‘Sadness and pain’ as Egypt’s Copts bury bus attack victims
Seven people were killed and at least 18 others wounded in Friday’s attack, the latest to target Coptic Christians.
Coptic Christians in Egypt have buried the victims of an attack on buses carrying visitors to a monastery in a northeastern province.
Seven people were killed on Friday and at least 18 others wounded when attackers opened fire on the vehicles near the Monastery of St Samuel in Minya, which was the target of a similar attack in 2017.
On Saturday, hundreds gathered at the Prince Tadros church in Minya, a city some 260km south of the capital, Cairo, to bury six members of the same family who were shot dead in the attack. Among them were a 15-year-old boy and a 12-year-old girl.
The seventh victim, an Anglican bus driver, was buried on Friday evening in a village outside Minya.
“There is a mix of sadness and pain,” Bishop Anba Makarios, head of Minya’s Coptic diocese, told mourners on Saturday, tears streaming down his face.
“Sadness as these painful events are being repeated, and pain because Copts are part of this homeland and part of its fabric”.

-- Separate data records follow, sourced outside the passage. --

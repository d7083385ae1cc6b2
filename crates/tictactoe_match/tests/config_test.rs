//! Tests for loading match configuration from disk.

use std::io::Write;
use std::time::Duration;
use tictactoe_match::{Control, MatchConfig, MatchSession, NullObserver, Seat};

#[test]
fn test_loads_config_file() {
    let mut file = tempfile::NamedTempFile::new().unwrap();
    writeln!(
        file,
        r#"
player_a_name = "Ada"
player_b_name = "Grace"
ai_delay_ms = 10
seat_a = "human"
seat_b = "ai"
"#
    )
    .unwrap();

    let config = MatchConfig::from_file(file.path()).unwrap();
    assert_eq!(config.player_a_name(), "Ada");
    assert_eq!(config.ai_delay(), Duration::from_millis(10));
    assert_eq!(config.seat_a(), &Some(Control::Human));
    assert_eq!(config.seat_b(), &Some(Control::Ai));
}

#[test]
fn test_missing_file_is_an_error() {
    let dir = tempfile::tempdir().unwrap();
    let err = MatchConfig::from_file(dir.path().join("absent.toml")).unwrap_err();
    assert!(err.message.contains("Failed to read config file"));
}

#[tokio::test]
async fn test_session_uses_configured_names_and_delay() {
    let config = MatchConfig::default()
        .with_player_b_name("Grace".to_string())
        .with_ai_delay_ms(5);
    let session = MatchSession::from_config(&config, NullObserver);

    assert_eq!(session.ai_delay(), Duration::from_millis(5));
    let name = session.inspect(|c| c.player(Seat::B).name().clone()).await;
    assert_eq!(name, "Grace");
}
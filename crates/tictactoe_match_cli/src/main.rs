//! Tic-tac-toe match in the terminal.
//!
//! Reads commands from stdin: `1`-`9` places a mark, `n` starts the next
//! round, `r` restarts the match and `q` quits.

#![warn(missing_docs)]

mod cli;
mod render;

use anyhow::{Context, Result, bail};
use clap::Parser;
use cli::Cli;
use render::{Format, Renderer, print_events};
use std::path::Path;
use std::sync::Arc;
use tictactoe_match::{Control, MatchConfig, MatchEvent, MatchSession, Seat};
use tokio::io::{AsyncBufReadExt, BufReader, Lines, Stdin};
use tokio::sync::mpsc;
use tracing::{debug, info, instrument, warn};
use tracing_subscriber::EnvFilter;

type Session = MatchSession<mpsc::UnboundedSender<MatchEvent>>;
type Input = Lines<BufReader<Stdin>>;

#[tokio::main]
async fn main() -> Result<()> {
    dotenvy::dotenv().ok();

    let cli = Cli::parse();
    init_logging(&cli.log_file)?;

    let config = match &cli.config {
        Some(path) => MatchConfig::from_file(path)
            .with_context(|| format!("loading {}", path.display()))?,
        None => MatchConfig::default(),
    };
    let config = cli.apply(config);
    info!(?config, "Starting match");

    let (tx, rx) = mpsc::unbounded_channel();
    let renderer = Renderer::new(config.player_a_name(), config.player_b_name());
    let format = if cli.json { Format::Json } else { Format::Text };
    let printer = tokio::spawn(print_events(rx, renderer, format));

    let mut session = MatchSession::from_config(&config, tx);
    let mut input = BufReader::new(tokio::io::stdin()).lines();

    if configure(&mut session, &config, &mut input).await? {
        play(&mut session, &mut input).await?;
    }

    drop(session);
    printer.await.context("event printer panicked")??;
    info!("Match closed");
    Ok(())
}

/// Sends logs to a file so they do not interleave with the board.
fn init_logging(path: &Path) -> Result<()> {
    let log_file = std::fs::File::create(path)
        .with_context(|| format!("creating log file {}", path.display()))?;
    tracing_subscriber::fmt()
        .with_env_filter(
            EnvFilter::try_from_default_env().unwrap_or_else(|_| EnvFilter::new("info")),
        )
        .with_writer(Arc::new(log_file))
        .with_ansi(false)
        .init();
    Ok(())
}

/// Settles the game mode. Returns false if input closed first.
#[instrument(skip_all)]
async fn configure(session: &mut Session, config: &MatchConfig, input: &mut Input) -> Result<bool> {
    if let (Some(seat_a), Some(seat_b)) = (*config.seat_a(), *config.seat_b()) {
        match session.configure_mode(seat_a, seat_b).await {
            Ok(()) => return Ok(true),
            Err(e) => println!("{e}"),
        }
    }

    loop {
        let Some(seat_a) = ask_control(Seat::A, input).await? else {
            return Ok(false);
        };
        let Some(seat_b) = ask_control(Seat::B, input).await? else {
            return Ok(false);
        };
        match session.configure_mode(seat_a, seat_b).await {
            Ok(()) => return Ok(true),
            Err(e) => {
                warn!(error = %e, "Mode refused");
                println!("{e}");
            }
        }
    }
}

async fn ask_control(seat: Seat, input: &mut Input) -> Result<Option<Control>> {
    loop {
        println!("Who plays seat {} ({})? [human/ai]", seat, seat.mark());
        let Some(line) = input.next_line().await? else {
            return Ok(None);
        };
        match line.trim().parse::<Control>() {
            Ok(control) => return Ok(Some(control)),
            Err(_) => println!("Please answer human or ai"),
        }
    }
}

/// Feeds commands to the session until `q` or end of input.
#[instrument(skip_all)]
async fn play(session: &mut Session, input: &mut Input) -> Result<()> {
    while let Some(line) = input.next_line().await? {
        let command = line.trim();
        match command {
            "" => continue,
            "q" | "quit" => break,
            "n" | "next" => session.request_advance_round().await,
            "r" | "restart" => session.request_restart().await,
            _ => match parse_cell(command) {
                Ok(index) => {
                    if let Err(e) = session.request_placement(index).await {
                        if !e.is_ignorable() {
                            return Err(e.into());
                        }
                        debug!(error = %e, "Placement ignored");
                    }
                }
                Err(e) => println!("{e}. Use 1-9, n, r or q"),
            },
        }
    }
    Ok(())
}

/// Maps the keypad digits 1-9 onto board indices.
fn parse_cell(command: &str) -> Result<usize> {
    let digit: usize = command
        .parse()
        .with_context(|| format!("'{command}' is not a cell"))?;
    if !(1..=9).contains(&digit) {
        bail!("Cell {digit} is off the board");
    }
    Ok(digit - 1)
}
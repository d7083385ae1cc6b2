//! Turns match events into terminal output.

use anyhow::Result;
use tictactoe_match::{Board, MatchEvent, RoundOutcome, Seat};
use tokio::sync::mpsc;
use tracing::{debug, warn};

/// How events reach the terminal.
#[derive(Debug, Clone, Copy, PartialEq, Eq)]
pub enum Format {
    /// Board drawings and status lines.
    Text,
    /// One JSON object per event.
    Json,
}

/// Text renderer that mirrors the board from cell events.
pub struct Renderer {
    board: Board,
    names: [String; 2],
}

impl Renderer {
    /// Creates a renderer for the two players' names.
    pub fn new(name_a: impl Into<String>, name_b: impl Into<String>) -> Self {
        Self {
            board: Board::new(),
            names: [name_a.into(), name_b.into()],
        }
    }

    fn name(&self, seat: Seat) -> &str {
        match seat {
            Seat::A => &self.names[0],
            Seat::B => &self.names[1],
        }
    }

    /// Lines to print for one event.
    pub fn render(&mut self, event: &MatchEvent) -> Vec<String> {
        match event {
            MatchEvent::CellChanged { index, mark } => {
                if let Err(e) = self.board.place(*index, *mark) {
                    warn!(error = %e, "Board mirror out of sync");
                }
                vec![self.board.to_string()]
            }
            MatchEvent::TurnChanged { seat } => {
                vec![format!("{} ({}) to move", self.name(*seat), seat.mark())]
            }
            MatchEvent::AiThinking { seat } => {
                vec![format!("{} is thinking...", self.name(*seat))]
            }
            MatchEvent::RoundEnded {
                outcome,
                round,
                match_over,
            } => {
                let line = match outcome {
                    RoundOutcome::Won(mark) => {
                        format!("Round {}: {} wins", round, self.name(Seat::of_mark(*mark)))
                    }
                    RoundOutcome::Tied => format!("Round {}: {}", round, outcome),
                };
                if *match_over {
                    vec![line]
                } else {
                    vec![line, "Press n for the next round".to_string()]
                }
            }
            MatchEvent::ScoresChanged { score_a, score_b } => vec![format!(
                "Score: {} {} - {} {}",
                self.names[0], score_a, score_b, self.names[1]
            )],
            MatchEvent::RoundStarted { round, starter } => {
                self.board.clear();
                vec![
                    format!("Round {}, {} opens", round, self.name(*starter)),
                    self.board.to_string(),
                ]
            }
            MatchEvent::MatchEnded { result } => {
                vec![result.to_string(), "Press r to play again".to_string()]
            }
        }
    }
}

/// Prints events until every sender is gone.
pub async fn print_events(
    mut events: mpsc::UnboundedReceiver<MatchEvent>,
    mut renderer: Renderer,
    format: Format,
) -> Result<()> {
    while let Some(event) = events.recv().await {
        debug!(?event, "Rendering event");
        match format {
            Format::Json => println!("{}", serde_json::to_string(&event)?),
            Format::Text => {
                for line in renderer.render(&event) {
                    println!("{line}");
                }
            }
        }
    }
    Ok(())
}
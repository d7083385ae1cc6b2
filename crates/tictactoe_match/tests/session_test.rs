//! Tests for the async match session and its delayed engine moves.

use std::time::Duration;
use tictactoe_match::{
    Cell, Control, Mark, MatchController, MatchEvent, MatchSession, NullObserver, Phase,
    RoundOutcome, Seat,
};
use tokio::sync::mpsc;

const DELAY: Duration = Duration::from_millis(2000);

#[tokio::test(start_paused = true)]
async fn test_engine_move_lands_after_delay() {
    let mut session = MatchSession::new(MatchController::new(NullObserver), DELAY);
    session
        .configure_mode(Control::Human, Control::Ai)
        .await
        .unwrap();
    session.request_placement(4).await.unwrap();

    tokio::time::sleep(Duration::from_millis(1500)).await;
    let (filled, locked) = session
        .inspect(|c| (c.board().filled_cells(), c.is_move_locked()))
        .await;
    assert_eq!(filled, 1);
    assert!(locked);

    // A click while the engine is thinking is dropped.
    let err = session.request_placement(0).await.unwrap_err();
    assert!(err.is_ignorable());

    session.wait_idle().await;
    let (filled, locked, side) = session
        .inspect(|c| (c.board().filled_cells(), c.is_move_locked(), c.side_to_move()))
        .await;
    assert_eq!(filled, 2);
    assert!(!locked);
    assert_eq!(side, Some(Seat::A));
}

#[tokio::test(start_paused = true)]
async fn test_restart_drops_pending_engine_move() {
    let mut session = MatchSession::new(MatchController::new(NullObserver), DELAY);
    session
        .configure_mode(Control::Ai, Control::Human)
        .await
        .unwrap();
    assert!(session.inspect(|c| c.is_move_locked()).await);

    session.request_restart().await;
    session.wait_idle().await;

    let (filled, epoch, side) = session
        .inspect(|c| (c.board().filled_cells(), c.epoch(), c.side_to_move()))
        .await;
    assert_eq!(filled, 1);
    assert_eq!(epoch, 1);
    assert_eq!(side, Some(Seat::B));
}

#[tokio::test(start_paused = true)]
async fn test_events_reach_channel_in_order() {
    let (tx, mut rx) = mpsc::unbounded_channel();
    let mut session = MatchSession::new(MatchController::new(tx), DELAY);
    session
        .configure_mode(Control::Human, Control::Ai)
        .await
        .unwrap();
    session.request_placement(4).await.unwrap();
    session.wait_idle().await;

    let mut events = Vec::new();
    while let Ok(event) = rx.try_recv() {
        events.push(event);
    }

    let thinking = events
        .iter()
        .position(|e| matches!(e, MatchEvent::AiThinking { seat: Seat::B }))
        .expect("engine announced its move");
    let reply = events
        .iter()
        .position(|e| matches!(e, MatchEvent::CellChanged { mark: Mark::O, .. }))
        .expect("engine placed its mark");
    assert!(thinking < reply);
    assert_eq!(
        events.last(),
        Some(&MatchEvent::TurnChanged { seat: Seat::A })
    );
}

#[tokio::test(start_paused = true)]
async fn test_naive_human_never_beats_engine() {
    let mut session = MatchSession::new(MatchController::new(NullObserver), DELAY);
    session
        .configure_mode(Control::Human, Control::Ai)
        .await
        .unwrap();

    loop {
        let (phase, board) = session.inspect(|c| (c.phase().clone(), *c.board())).await;
        match phase {
            Phase::AwaitingMove(Seat::A) => {
                let index = board.available_indices()[0];
                session.request_placement(index).await.unwrap();
                session.wait_idle().await;
            }
            Phase::RoundOver(outcome) => {
                assert_eq!(outcome, RoundOutcome::Won(Mark::O));
                break;
            }
            other => panic!("unexpected phase {other:?}"),
        }
    }

    let (scores, board) = session.inspect(|c| (c.scores(), *c.board())).await;
    assert_eq!(scores, (0, 1));
    assert!(board.cells().contains(&Cell::Occupied(Mark::O)));
}

#[tokio::test(start_paused = true)]
async fn test_advance_lets_engine_open_next_round() {
    let mut session = MatchSession::new(MatchController::new(NullObserver), DELAY);
    session
        .configure_mode(Control::Human, Control::Ai)
        .await
        .unwrap();

    while session
        .inspect(|c| matches!(c.phase(), Phase::AwaitingMove(_)))
        .await
    {
        let board = session.inspect(|c| *c.board()).await;
        let index = board.available_indices()[0];
        session.request_placement(index).await.unwrap();
        session.wait_idle().await;
    }

    session.request_advance_round().await;
    assert!(session.inspect(|c| c.is_move_locked()).await);
    session.wait_idle().await;

    let (starter, filled, side, round) = session
        .inspect(|c| (c.starter(), c.board().filled_cells(), c.side_to_move(), c.round_number()))
        .await;
    assert_eq!(starter, Seat::B);
    assert_eq!(filled, 1);
    assert_eq!(side, Some(Seat::A));
    assert_eq!(round, 2);
}

#[tokio::test(start_paused = true)]
async fn test_move_lock_released_after_every_engine_reply() {
    let mut session = MatchSession::new(MatchController::new(NullObserver), DELAY);
    session
        .configure_mode(Control::Human, Control::Ai)
        .await
        .unwrap();

    while let Some(Seat::A) = session.inspect(|c| c.side_to_move()).await {
        let board = session.inspect(|c| *c.board()).await;
        session
            .request_placement(board.available_indices()[0])
            .await
            .unwrap();
        session.wait_idle().await;
        assert!(!session.inspect(|c| c.is_move_locked()).await);
    }

    session.request_restart().await;
    session.request_placement(8).await.unwrap();
    session.wait_idle().await;
    let (locked, filled) = session
        .inspect(|c| (c.is_move_locked(), c.board().filled_cells()))
        .await;
    assert!(!locked);
    assert_eq!(filled, 2);
}
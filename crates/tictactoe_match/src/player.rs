//! Seats, control sources and the two players of a match.

use crate::board::Mark;
use derive_getters::Getters;
use derive_more::Display;
use serde::{Deserialize, Serialize};
use tracing::instrument;

/// One of the two fixed match slots.
#[derive(
    Debug,
    Clone,
    Copy,
    PartialEq,
    Eq,
    Hash,
    Display,
    Serialize,
    Deserialize,
    strum::EnumIter,
)]
pub enum Seat {
    /// Seat A plays X and opens the first round.
    A,
    /// Seat B plays O.
    B,
}

impl Seat {
    /// Returns the other seat.
    pub fn opponent(self) -> Self {
        match self {
            Seat::A => Seat::B,
            Seat::B => Seat::A,
        }
    }

    /// The mark bound to this seat.
    pub fn mark(self) -> Mark {
        match self {
            Seat::A => Mark::X,
            Seat::B => Mark::O,
        }
    }

    /// The seat holding `mark`.
    pub fn of_mark(mark: Mark) -> Self {
        match mark {
            Mark::X => Seat::A,
            Mark::O => Seat::B,
        }
    }
}

/// Who decides the moves for a seat.
#[derive(
    Debug,
    Clone,
    Copy,
    PartialEq,
    Eq,
    Hash,
    Default,
    Serialize,
    Deserialize,
    strum::Display,
    strum::EnumString,
)]
#[serde(rename_all = "lowercase")]
#[strum(serialize_all = "lowercase", ascii_case_insensitive)]
pub enum Control {
    /// Moves come from the presentation adapter.
    #[default]
    Human,
    /// Moves come from the minimax engine.
    Ai,
}

/// Pairing of control sources to seats A and B.
#[derive(Debug, Clone, Copy, PartialEq, Eq, Hash, Serialize, Deserialize)]
pub enum GameMode {
    /// Seat A is the engine, seat B a human.
    AiVsHuman,
    /// Both seats driven by the engine. Never accepted as a configuration.
    AiVsAi,
    /// Seat A is a human, seat B the engine.
    HumanVsAi,
    /// Two humans.
    HumanVsHuman,
}

impl GameMode {
    /// Builds the mode from the control source picked for each seat.
    pub fn from_controls(seat_a: Control, seat_b: Control) -> Self {
        match (seat_a, seat_b) {
            (Control::Ai, Control::Human) => GameMode::AiVsHuman,
            (Control::Ai, Control::Ai) => GameMode::AiVsAi,
            (Control::Human, Control::Ai) => GameMode::HumanVsAi,
            (Control::Human, Control::Human) => GameMode::HumanVsHuman,
        }
    }

    /// Control source of `seat` under this mode.
    pub fn control(self, seat: Seat) -> Control {
        match (self, seat) {
            (GameMode::AiVsHuman, Seat::A)
            | (GameMode::AiVsAi, _)
            | (GameMode::HumanVsAi, Seat::B) => Control::Ai,
            _ => Control::Human,
        }
    }

    /// Display name for menus and logs.
    pub fn name(&self) -> &'static str {
        match self {
            GameMode::AiVsHuman => "AI vs Human",
            GameMode::AiVsAi => "AI vs AI",
            GameMode::HumanVsAi => "Human vs AI",
            GameMode::HumanVsHuman => "Human vs Human",
        }
    }
}

/// A participant in the match: identity, mark and cumulative score.
#[derive(Debug, Clone, PartialEq, Eq, Getters, Serialize, Deserialize)]
pub struct Player {
    /// Stable identity; the seat never changes for the life of the match.
    seat: Seat,
    /// Display name used in match results.
    name: String,
    /// Mark placed on the board.
    mark: Mark,
    /// Rounds won since the last restart.
    score: u32,
}

impl Player {
    /// Creates the player sitting in `seat` with a zero score.
    #[instrument(skip(name), fields(name = %name.as_ref()))]
    pub fn new(seat: Seat, name: impl AsRef<str>) -> Self {
        Self {
            seat,
            name: name.as_ref().to_string(),
            mark: seat.mark(),
            score: 0,
        }
    }

    pub(crate) fn increase_score(&mut self) {
        self.score += 1;
    }

    pub(crate) fn reset_score(&mut self) {
        self.score = 0;
    }
}
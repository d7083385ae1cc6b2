//! Async driver that paces engine moves with a real delay.

use crate::config::MatchConfig;
use crate::controller::{MatchController, ScheduledMove};
use crate::error::MatchError;
use crate::events::MatchObserver;
use crate::player::Control;
use std::sync::Arc;
use std::time::Duration;
use tokio::sync::Mutex;
use tokio::task::JoinHandle;
use tracing::{debug, info, instrument, warn};

/// A match whose engine moves land after a delay on a tokio task.
///
/// At most one delay task exists at a time. Restart and advance abort it,
/// and the controller's epoch check discards a move that still slips
/// through.
pub struct MatchSession<O> {
    controller: Arc<Mutex<MatchController<O>>>,
    ai_delay: Duration,
    pending: Option<JoinHandle<()>>,
}

impl<O> MatchSession<O>
where
    O: MatchObserver + Send + 'static,
{
    /// Wraps a controller.
    pub fn new(controller: MatchController<O>, ai_delay: Duration) -> Self {
        Self {
            controller: Arc::new(Mutex::new(controller)),
            ai_delay,
            pending: None,
        }
    }

    /// Builds a session from configuration. Seat controls in the config are
    /// not applied; call [`configure_mode`](Self::configure_mode).
    #[instrument(skip(config, observer))]
    pub fn from_config(config: &MatchConfig, observer: O) -> Self {
        let controller =
            MatchController::with_names(config.player_a_name(), config.player_b_name(), observer);
        Self::new(controller, config.ai_delay())
    }

    /// Engine delay.
    pub fn ai_delay(&self) -> Duration {
        self.ai_delay
    }

    /// Runs `f` against the controller under its lock.
    ///
    /// The controller is only lent out shared; every command goes through the
    /// session so engine replies always get a timer.
    pub async fn inspect<R>(&self, f: impl FnOnce(&MatchController<O>) -> R) -> R {
        let controller = self.controller.lock().await;
        f(&controller)
    }

    /// See [`MatchController::configure_mode`].
    ///
    /// # Errors
    ///
    /// Propagates configuration refusals.
    #[instrument(skip(self))]
    pub async fn configure_mode(&mut self, seat_a: Control, seat_b: Control) -> Result<(), MatchError> {
        let scheduled = self.controller.lock().await.configure_mode(seat_a, seat_b)?;
        self.schedule(scheduled);
        Ok(())
    }

    /// See [`MatchController::request_placement`].
    ///
    /// # Errors
    ///
    /// Propagates placement refusals; callers normally ignore them.
    #[instrument(skip(self))]
    pub async fn request_placement(&mut self, index: usize) -> Result<(), MatchError> {
        let scheduled = self.controller.lock().await.request_placement(index)?;
        self.schedule(scheduled);
        Ok(())
    }

    /// See [`MatchController::request_advance_round`].
    #[instrument(skip(self))]
    pub async fn request_advance_round(&mut self) {
        self.cancel_pending();
        let scheduled = self.controller.lock().await.request_advance_round();
        self.schedule(scheduled);
    }

    /// See [`MatchController::request_restart`].
    #[instrument(skip(self))]
    pub async fn request_restart(&mut self) {
        self.cancel_pending();
        let scheduled = self.controller.lock().await.request_restart();
        self.schedule(scheduled);
    }

    /// Waits until no engine move is in flight.
    pub async fn wait_idle(&mut self) {
        if let Some(handle) = self.pending.take()
            && let Err(e) = handle.await
            && !e.is_cancelled()
        {
            warn!(error = %e, "Engine move task failed");
        }
    }

    fn schedule(&mut self, scheduled: Option<ScheduledMove>) {
        let Some(first) = scheduled else {
            return;
        };
        self.cancel_pending();

        let controller = Arc::clone(&self.controller);
        let delay = self.ai_delay;
        debug!(?first, ?delay, "Deferring engine move");

        self.pending = Some(tokio::spawn(async move {
            let mut next = Some(first);
            while let Some(scheduled) = next {
                tokio::time::sleep(delay).await;
                let mut guard = controller.lock().await;
                next = match guard.apply_scheduled(scheduled) {
                    Ok(next) => next,
                    Err(e) => {
                        debug!(error = %e, "Engine move dropped");
                        None
                    }
                };
            }
        }));
    }

    fn cancel_pending(&mut self) {
        if let Some(handle) = self.pending.take() {
            if !handle.is_finished() {
                info!("Cancelling pending engine move");
            }
            handle.abort();
        }
    }
}

impl<O> Drop for MatchSession<O> {
    fn drop(&mut self) {
        if let Some(handle) = self.pending.take() {
            handle.abort();
        }
    }
}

The Copts are an Orthodox denomination who estimates say make up about 10 to 15 percent of Egypt’s more than 90 million people, although there is no formal religious census to determine an exact number. They are the Middle East’s largest Christian community and have long complained of persecution and insufficient protection.
After prayers, the bodies were carried out of the heavily-guarded ceremony in white coffins bearing wreaths of white flowers.
Family members reportedly waited outside Minya’s main hospital, where victims were being treated, on Friday night to receive the bodies for burial.
There was also a heavy security presence outside the facility, while roads close to the scene of the shooting remained blocked.
String of attacks
The Islamic State of Iraq and the Levant (ISIL, also known as ISIS) armed group quickly claimed responsibility for Friday’s deadly attack, which is the latest in a string of assaults against the minority community.
In December 2017, a gunman killed 11 people at a church and a Christian-owned shop near Cairo. More than 100 Copts have been killed in such attacks since 2011, according to The Associated Press news agency.
“We will not forget the promises of officials, including the president of the republic, that the criminals will be punished,” Makarios told mourners, who booed when he thanked security officials.
Egypt’s President Abdel Fattah el-Sisi said on Friday he mourned the victims as martyrs and vowed to push ahead with a major army and police crackdown launched in February to target armed groups.
El-Sisi also reportedly called Coptic Pope Tawadros II to offer his condolences and led a moment of silence at a youth forum.
The government pledged 100,000 Egyptian pounds ($5,600) in compensation to the families of the dead, as well as a monthly stipend of 1,500 pounds ($84).
Fifty thousand pounds ($2,800) will be given to those among the wounded who require extended medical treatment, the state news agency MENA said.
Some Christians in Minya said Saturday’s attack proves not enough is being done to protect Egypt’s Christians.
It is the second attack around the same monastery in as many years and, despite the main road only being open to pilgrims, the attackers were able to use secondary dirt roads to intercept the buses, Egypt’s interior ministry said.
The ministry said police were pursuing the attackers, who fled the scene.